5 one-tank road trips from Washington, D.C.

Use this guide for inspiration for your next locally-based road trip from the District—without needing to stop for gas

The "nickel view" of Thomas Jefferson's Monticello. | Photo: Alexandra Charitan

Between high gas prices, limited vacation days, and chaotic air travel, taking a local road trip is more appealing than ever this summer. These five destinations are all within 300 miles (round-trip) of Washington, D.C., making them ideal for quick getaways. Spend less time at the pump and more time enjoying the road. 

If you’re in an electric vehicle, we’ve noted whether you can expect to find chargers along each route as well. 


1. Baltimore, Maryland

Total mileage: 120 miles

Located about an hour northeast of Washington, D.C., Maryland’s most-populous city offers much more than what visitors might expect from watching The Wire or John Waters’ offbeat oeuvre. The historic seaport is also home to Fort McHenry, the inspiration behind Francis Scott Key’s “The Star-Spangled Banner,” and a sprawling wax museum dedicated to Black history. More than 50 years after Waters shot iconic early films including Pink Flamingos in or near his beloved hometown, fans of all things freaky will find there is still plenty of weird left to experience in Charm City, hon. 

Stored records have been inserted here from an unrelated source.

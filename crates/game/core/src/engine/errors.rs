//! Error types for action execution pipeline.

use crate::action::ActionError;
use crate::env::OracleError;
use crate::error::{ErrorSeverity, GameError};
use crate::state::PlayerId;

/// Identifies which stage of the transition pipeline produced an error.
#[derive(Clone, Copy, Debug, PartialEq, Eq)]
#[cfg_attr(feature = "serde", derive(serde::Serialize, serde::Deserialize))]
pub enum TransitionPhase {
    PreValidate,
    Apply,
    PostValidate,
}

impl TransitionPhase {
    pub fn as_str(&self) -> &'static str {
        match self {
            TransitionPhase::PreValidate => "pre_validate",
            TransitionPhase::Apply => "apply",
            TransitionPhase::PostValidate => "post_validate",
        }
    }
}

/// Associates a transition phase with the underlying error.
#[derive(Clone, Debug, PartialEq, Eq)]
#[cfg_attr(feature = "serde", derive(serde::Serialize))]
pub struct TransitionPhaseError<E> {
    pub phase: TransitionPhase,
    pub error: E,
}

impl<E> TransitionPhaseError<E> {
    pub fn new(phase: TransitionPhase, error: E) -> Self {
        Self { phase, error }
    }
}

impl<E: std::fmt::Display> std::fmt::Display for TransitionPhaseError<E> {
    fn fmt(&self, f: &mut std::fmt::Formatter<'_>) -> std::fmt::Result {
        write!(f, "{} failed: {}", self.phase.as_str(), self.error)
    }
}

impl<E: std::fmt::Display + std::fmt::Debug> std::error::Error for TransitionPhaseError<E> {}

/// Errors surfaced while executing an action through the game engine.
#[derive(Clone, Debug, PartialEq, Eq, thiserror::Error)]
#[cfg_attr(feature = "serde", derive(serde::Serialize))]
pub enum ExecuteError {
    /// The proposed action matches no legal template for the player.
    #[error("illegal action for {actor}: {action}")]
    Illegal { actor: PlayerId, action: String },

    #[error("invalid actor: {actor} is not the current turn actor {current:?}")]
    NotCurrentActor {
        actor: PlayerId,
        current: Option<PlayerId>,
    },

    #[error("player {0} is dead")]
    ActorDead(PlayerId),

    #[error("game is already over")]
    GameOver,

    #[error("transition failed: {0}")]
    Transition(TransitionPhaseError<ActionError>),

    #[error(transparent)]
    Oracle(#[from] OracleError),
}

impl GameError for ExecuteError {
    fn severity(&self) -> ErrorSeverity {
        match self {
            ExecuteError::Illegal { .. } => ErrorSeverity::Recoverable,
            ExecuteError::NotCurrentActor { .. }
            | ExecuteError::ActorDead(_)
            | ExecuteError::GameOver => ErrorSeverity::Validation,
            ExecuteError::Transition(_) => ErrorSeverity::Internal,
            ExecuteError::Oracle(e) => e.severity(),
        }
    }

    fn error_code(&self) -> &'static str {
        match self {
            ExecuteError::Illegal { .. } => "EXECUTE_ILLEGAL_ACTION",
            ExecuteError::NotCurrentActor { .. } => "EXECUTE_NOT_CURRENT_ACTOR",
            ExecuteError::ActorDead(_) => "EXECUTE_ACTOR_DEAD",
            ExecuteError::GameOver => "EXECUTE_GAME_OVER",
            ExecuteError::Transition(e) => e.error.error_code(),
            ExecuteError::Oracle(e) => e.error_code(),
        }
    }
}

Don’t miss: See the work of self-taught “outsider” artists at The American Visionary Art Museum, eat a Faidley’s crab cake at Lexington Market (the oldest market in the U.S.), and pay your respects at the final resting place of Edgar Allan Poe, who died here in 1849 wearing someone else’s clothes. 

Stay: Overnight in style at the historic Wilson House Bed & Breakfast, or camp at the Hollofield Area Campground located within Patapsco Valley State Park.

Charge: There are plenty of places to charge your EV in D.C., Baltimore, and along the way, including hotels, parking garages, and grocery store chains Safeway and Giant.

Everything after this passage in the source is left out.